I read something this week that struck me on this note – a commentary in Time Magazine on Pope Francis’ Lenten message. The author frames the season of Lent, then mentions how the Pope often quotes the early Christian mystic John Chrysostom who said: "No act of virtue can be great if it is not followed by advantage for others. So, no matter how much time you spend fasting, no matter how much you sleep on a hard floor and eat ashes and sigh continually, if you do no good to others, you do nothing great." Your practices are hollow if they are not FOR others. Frances suggests, and I love this, that for Lent we give up indifference toward others. In his Lenten message he writes, "Indifference to our neighbor and to God … represents a real temptation for us Christians. Each year during Lent we need to hear once more the voice of the prophets who cry out and trouble our conscience."3
Suffering is everywhere. And we’ve all got our own needs and schedules and important business to which we must tend. But too much of our world, I’ll confess it, too, has become callous. Indifferent. Too willing to walk by, staring at our phones. But Jesus not only GOT involved, GOT engaged, WAS affected by the suffering that walked up to him. He also stood firm in the face of those who told him what he was doing didn’t matter, wouldn’t help, wasn’t appropriate. I don’t know if you’re giving up something for Lent, or taking something on. But the pope’s suggestion might be a good one, and it’s not too late to start. To quit being indifferent to your neighbor, to poverty, indifferent to injustice, indifferent to racism and homophobia, indifferent to those who disagree politically in this hyper-partisan election season, indifferent to seeing the humanity in the person in front of you, no matter how much they seem like you, or seem different.

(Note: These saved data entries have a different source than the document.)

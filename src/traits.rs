//! Traits for storage abstraction and extensibility

use async_trait::async_trait;

use crate::types::*;

/// Storage abstraction for the posting system
///
/// This trait allows the posting core to work with any storage backend
/// (PostgreSQL, MySQL, SQLite, in-memory, etc.) by implementing these
/// methods. Every method is scoped to one company; implementations must not
/// let rows leak across tenants.
///
/// Atomicity contract: [`post_voucher`](JournalStorage::post_voucher) and
/// [`delete_voucher`](JournalStorage::delete_voucher) must each apply as a
/// single atomic unit. Running balances are derived by replay, never stored,
/// so no cross-voucher serialization is required beyond that.
#[async_trait]
pub trait JournalStorage: Send + Sync {
    /// Save an account group to the company's chart
    async fn save_group(&mut self, group: &AccountGroup) -> CoreResult<()>;

    /// Get an account group by id
    async fn get_group(&self, company_id: &str, group_id: &str)
        -> CoreResult<Option<AccountGroup>>;

    /// List the company's account groups in stored (creation) order
    async fn list_groups(&self, company_id: &str) -> CoreResult<Vec<AccountGroup>>;

    /// Save a ledger account to the company's chart
    async fn save_ledger(&mut self, ledger: &LedgerAccount) -> CoreResult<()>;

    /// Get a ledger account by id
    async fn get_ledger(&self, company_id: &str, ledger_id: &str)
        -> CoreResult<Option<LedgerAccount>>;

    /// List the company's ledger accounts in stored (creation) order
    async fn list_ledgers(&self, company_id: &str) -> CoreResult<Vec<LedgerAccount>>;

    /// Delete a ledger account. Must refuse with
    /// [`CoreError::Integrity`] while journal entries reference the ledger.
    async fn delete_ledger(&mut self, company_id: &str, ledger_id: &str) -> CoreResult<()>;

    /// Get a voucher by id
    async fn get_voucher(&self, company_id: &str, voucher_id: &str) -> CoreResult<Option<Voucher>>;

    /// List the company's vouchers, optionally filtered by type
    async fn list_vouchers(
        &self,
        company_id: &str,
        voucher_type: Option<VoucherType>,
    ) -> CoreResult<Vec<Voucher>>;

    /// Atomically post a voucher: delete any journal entries attributed to
    /// its voucher number/type, upsert the voucher (with its items), and
    /// append the given entries assigning each a monotonic journal
    /// sequence. Returns the stored entries.
    async fn post_voucher(
        &mut self,
        voucher: &Voucher,
        entries: &[JournalEntry],
    ) -> CoreResult<Vec<JournalEntry>>;

    /// Atomically delete a voucher: its attributed journal entries, then
    /// its items, then the voucher itself
    async fn delete_voucher(&mut self, company_id: &str, voucher_id: &str) -> CoreResult<()>;

    /// All journal entries touching the ledger on either side, in no
    /// particular order (callers sort)
    async fn entries_for_ledger(
        &self,
        company_id: &str,
        ledger_id: &str,
    ) -> CoreResult<Vec<JournalEntry>>;

    /// Journal entries attributed to a voucher number/type
    async fn entries_for_voucher(
        &self,
        company_id: &str,
        voucher_type: VoucherType,
        voucher_number: &str,
    ) -> CoreResult<Vec<JournalEntry>>;
}

/// Trait for implementing custom voucher validation rules
///
/// Shape rules only; the posting engine separately checks account existence
/// against storage.
pub trait VoucherValidator: Send + Sync {
    /// Validate a voucher body before posting
    fn validate_body(&self, body: &VoucherBody) -> CoreResult<()>;
}

/// Default voucher validator enforcing the posting shape rules
pub struct DefaultVoucherValidator;

impl VoucherValidator for DefaultVoucherValidator {
    fn validate_body(&self, body: &VoucherBody) -> CoreResult<()> {
        crate::posting::derive::validate_shape(body)
    }
}
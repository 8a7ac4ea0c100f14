//! Pure derivation of balanced journal entries from vouchers
//!
//! Each voucher type has a fixed posting shape, expressed as one strategy
//! per [`VoucherBody`] variant. The strategies are pure functions so the
//! wiring of debits and credits can be unit tested without storage.

use bigdecimal::BigDecimal;

use crate::types::*;

/// Validate the type-specific posting shape of a voucher body
///
/// Enforces, in order: the anchor account(s) are present, items exist and
/// each carries a ledger and a strictly positive amount, no destination
/// equals the source for CONTRA/TRANSFER, and the voucher total is
/// positive. The first violated rule is reported; nothing is ever partially
/// posted.
pub fn validate_shape(body: &VoucherBody) -> CoreResult<()> {
    match body {
        VoucherBody::Expense { paid_from, items } => {
            validate_anchor(paid_from, "paid-from ledger")?;
            validate_items(items)?;
        }
        VoucherBody::Income {
            received_into,
            items,
        } => {
            validate_anchor(received_into, "received-into ledger")?;
            validate_items(items)?;
        }
        VoucherBody::Contra {
            source_account,
            items,
        } => {
            validate_anchor(source_account, "source ledger")?;
            validate_items(items)?;
            for item in items {
                if item.account_id == *source_account {
                    return Err(CoreError::validation(
                        ValidationCode::SelfTransfer,
                        format!("destination ledger '{}' equals the source", item.account_id),
                    ));
                }
            }
        }
        VoucherBody::Transfer {
            from_account,
            to_account,
            amount,
        } => {
            validate_anchor(from_account, "from account")?;
            validate_anchor(to_account, "to account")?;
            if amount <= &BigDecimal::from(0) {
                return Err(CoreError::validation(
                    ValidationCode::NonPositiveAmount,
                    format!("transfer amount must be positive, got {}", amount),
                ));
            }
            if from_account == to_account {
                return Err(CoreError::validation(
                    ValidationCode::SelfTransfer,
                    format!("cannot transfer from ledger '{}' to itself", from_account),
                ));
            }
        }
    }

    if body.total_amount() <= BigDecimal::from(0) {
        return Err(CoreError::validation(
            ValidationCode::ZeroTotal,
            "voucher total must be positive",
        ));
    }

    Ok(())
}

fn validate_anchor(account_id: &str, role: &str) -> CoreResult<()> {
    if account_id.trim().is_empty() {
        return Err(CoreError::validation(
            ValidationCode::MissingAnchorAccount,
            format!("{} is required", role),
        ));
    }
    Ok(())
}

fn validate_items(items: &[VoucherItem]) -> CoreResult<()> {
    if items.is_empty() {
        return Err(CoreError::validation(
            ValidationCode::NoItems,
            "voucher must have at least one item",
        ));
    }
    for item in items {
        if item.account_id.trim().is_empty() {
            return Err(CoreError::validation(
                ValidationCode::MissingItemAccount,
                "every item must reference a ledger",
            ));
        }
        if item.amount <= BigDecimal::from(0) {
            return Err(CoreError::validation(
                ValidationCode::NonPositiveAmount,
                format!(
                    "item amount for ledger '{}' must be positive, got {}",
                    item.account_id, item.amount
                ),
            ));
        }
    }
    Ok(())
}

/// Derive the balanced journal entry set a voucher represents
///
/// Assumes the body passed shape validation. Every entry is one
/// debit/credit pair, so the set balances by construction; the total is
/// still asserted against the voucher total and a mismatch is surfaced as
/// an integrity violation rather than posted.
pub fn derive_entries(voucher: &Voucher) -> CoreResult<Vec<JournalEntry>> {
    let make = |debit: &str, credit: &str, amount: &BigDecimal, narration: &Option<String>| {
        JournalEntry::new(
            voucher.company_id.clone(),
            voucher.date,
            voucher.voucher_type(),
            voucher.voucher_number.clone(),
            debit.to_string(),
            credit.to_string(),
            amount.clone(),
            narration.clone(),
        )
    };

    let entries: Vec<JournalEntry> = match &voucher.body {
        // Expense: each item ledger is debited, the paying ledger credited
        VoucherBody::Expense { paid_from, items } => items
            .iter()
            .map(|item| make(&item.account_id, paid_from, &item.amount, &item.narration))
            .collect(),
        // Income: the receiving ledger is debited, each item ledger credited
        VoucherBody::Income {
            received_into,
            items,
        } => items
            .iter()
            .map(|item| make(received_into, &item.account_id, &item.amount, &item.narration))
            .collect(),
        // Contra: each destination ledger is debited, the source credited
        VoucherBody::Contra {
            source_account,
            items,
        } => items
            .iter()
            .map(|item| {
                make(
                    &item.account_id,
                    source_account,
                    &item.amount,
                    &item.narration,
                )
            })
            .collect(),
        // Transfer: a single pair
        VoucherBody::Transfer {
            from_account,
            to_account,
            amount,
        } => vec![make(
            to_account,
            from_account,
            amount,
            &voucher.main_narration,
        )],
    };

    let derived_total: BigDecimal = entries.iter().map(|e| &e.amount).sum();
    if derived_total != voucher.total_amount() {
        return Err(CoreError::Integrity(format!(
            "derived entries total {} does not match voucher total {}",
            derived_total,
            voucher.total_amount()
        )));
    }

    Ok(entries)
}

#[cfg(test)]
mod tests {
    use super::*;
    use chrono::NaiveDate;

    fn item(account_id: &str, amount: i64) -> VoucherItem {
        VoucherItem::new(account_id.to_string(), BigDecimal::from(amount), None)
    }

    fn voucher(body: VoucherBody) -> Voucher {
        let now = chrono::Utc::now().naive_utc();
        Voucher {
            id: "v1".to_string(),
            voucher_number: "EVCH-1".to_string(),
            company_id: "co1".to_string(),
            date: NaiveDate::from_ymd_opt(2024, 4, 1).unwrap(),
            manual_receipt_no: None,
            main_narration: None,
            body,
            created_at: now,
            updated_at: now,
        }
    }

    #[test]
    fn expense_debits_items_and_credits_payer() {
        let v = voucher(VoucherBody::Expense {
            paid_from: "cash".to_string(),
            items: vec![item("rent", 700), item("power", 300)],
        });

        let entries = derive_entries(&v).unwrap();
        assert_eq!(entries.len(), 2);
        assert_eq!(entries[0].debit_ledger_id, "rent");
        assert_eq!(entries[0].credit_ledger_id, "cash");
        assert_eq!(entries[0].amount, BigDecimal::from(700));
        assert_eq!(entries[1].debit_ledger_id, "power");
        assert_eq!(entries[1].credit_ledger_id, "cash");
    }

    #[test]
    fn income_debits_receiver_and_credits_items() {
        let v = voucher(VoucherBody::Income {
            received_into: "bank".to_string(),
            items: vec![item("sales", 900)],
        });

        let entries = derive_entries(&v).unwrap();
        assert_eq!(entries.len(), 1);
        assert_eq!(entries[0].debit_ledger_id, "bank");
        assert_eq!(entries[0].credit_ledger_id, "sales");
        assert_eq!(entries[0].amount, BigDecimal::from(900));
    }

    #[test]
    fn contra_debits_destinations_and_credits_source() {
        let v = voucher(VoucherBody::Contra {
            source_account: "cash".to_string(),
            items: vec![item("bank", 250), item("petty_cash", 50)],
        });

        let entries = derive_entries(&v).unwrap();
        assert_eq!(entries.len(), 2);
        assert!(entries.iter().all(|e| e.credit_ledger_id == "cash"));
        assert_eq!(entries[0].debit_ledger_id, "bank");
        assert_eq!(entries[1].debit_ledger_id, "petty_cash");
    }

    #[test]
    fn transfer_produces_a_single_pair() {
        let v = voucher(VoucherBody::Transfer {
            from_account: "bank_a".to_string(),
            to_account: "bank_b".to_string(),
            amount: BigDecimal::from(1200),
        });

        let entries = derive_entries(&v).unwrap();
        assert_eq!(entries.len(), 1);
        assert_eq!(entries[0].debit_ledger_id, "bank_b");
        assert_eq!(entries[0].credit_ledger_id, "bank_a");
        assert_eq!(entries[0].amount, BigDecimal::from(1200));
    }

    #[test]
    fn every_derivation_balances_against_the_voucher_total() {
        let v = voucher(VoucherBody::Expense {
            paid_from: "cash".to_string(),
            items: vec![item("rent", 700), item("power", 300), item("water", 45)],
        });

        let entries = derive_entries(&v).unwrap();
        let total: BigDecimal = entries.iter().map(|e| &e.amount).sum();
        assert_eq!(total, v.total_amount());
        assert_eq!(total, BigDecimal::from(1045));
    }

    #[test]
    fn contra_rejects_destination_equal_to_source() {
        let body = VoucherBody::Contra {
            source_account: "cash".to_string(),
            items: vec![item("cash", 100)],
        };

        let err = validate_shape(&body).unwrap_err();
        assert!(matches!(
            err,
            CoreError::Validation {
                code: ValidationCode::SelfTransfer,
                ..
            }
        ));
    }

    #[test]
    fn transfer_rejects_self_transfer() {
        let body = VoucherBody::Transfer {
            from_account: "bank".to_string(),
            to_account: "bank".to_string(),
            amount: BigDecimal::from(10),
        };

        let err = validate_shape(&body).unwrap_err();
        assert!(matches!(
            err,
            CoreError::Validation {
                code: ValidationCode::SelfTransfer,
                ..
            }
        ));
    }

    #[test]
    fn first_violated_rule_is_reported() {
        // Missing anchor beats the bad item amount
        let body = VoucherBody::Expense {
            paid_from: "".to_string(),
            items: vec![item("rent", -5)],
        };

        let err = validate_shape(&body).unwrap_err();
        assert!(matches!(
            err,
            CoreError::Validation {
                code: ValidationCode::MissingAnchorAccount,
                ..
            }
        ));
    }

    #[test]
    fn empty_items_and_non_positive_amounts_are_rejected() {
        let no_items = VoucherBody::Expense {
            paid_from: "cash".to_string(),
            items: vec![],
        };
        assert!(matches!(
            validate_shape(&no_items).unwrap_err(),
            CoreError::Validation {
                code: ValidationCode::NoItems,
                ..
            }
        ));

        let zero_amount = VoucherBody::Income {
            received_into: "bank".to_string(),
            items: vec![item("sales", 0)],
        };
        assert!(matches!(
            validate_shape(&zero_amount).unwrap_err(),
            CoreError::Validation {
                code: ValidationCode::NonPositiveAmount,
                ..
            }
        ));

        let zero_transfer = VoucherBody::Transfer {
            from_account: "a".to_string(),
            to_account: "b".to_string(),
            amount: BigDecimal::from(0),
        };
        assert!(matches!(
            validate_shape(&zero_transfer).unwrap_err(),
            CoreError::Validation {
                code: ValidationCode::NonPositiveAmount,
                ..
            }
        ));
    }
}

"When he said this," Luke says, after Jesus had healed the woman and silenced the religious leaders, "all his opponents were put to shame; and the entire crowd was rejoicing at all the wonderful things that he was doing." Might we, in our own Lenten preparations, add our voices, and our lives, to the chorus. Might we be so invested in NOTICING and CARING about others, setting our indifference aside, that we might bring glory to God. May it be so for you and for me. All praise be to God. Amen.
1. The New Interpreter’s Bible, Volume IX, (Nashville: Abingdon Press, 1995), 273.
2. Fred Craddock, Interpretation: Luke, (Louisville: John Knox Press, 1990), 170.
3. Pope Francis’ Guide to Lent: What You Should Give Up This Year, Christopher J. Hale, Time.com, 2-18-15.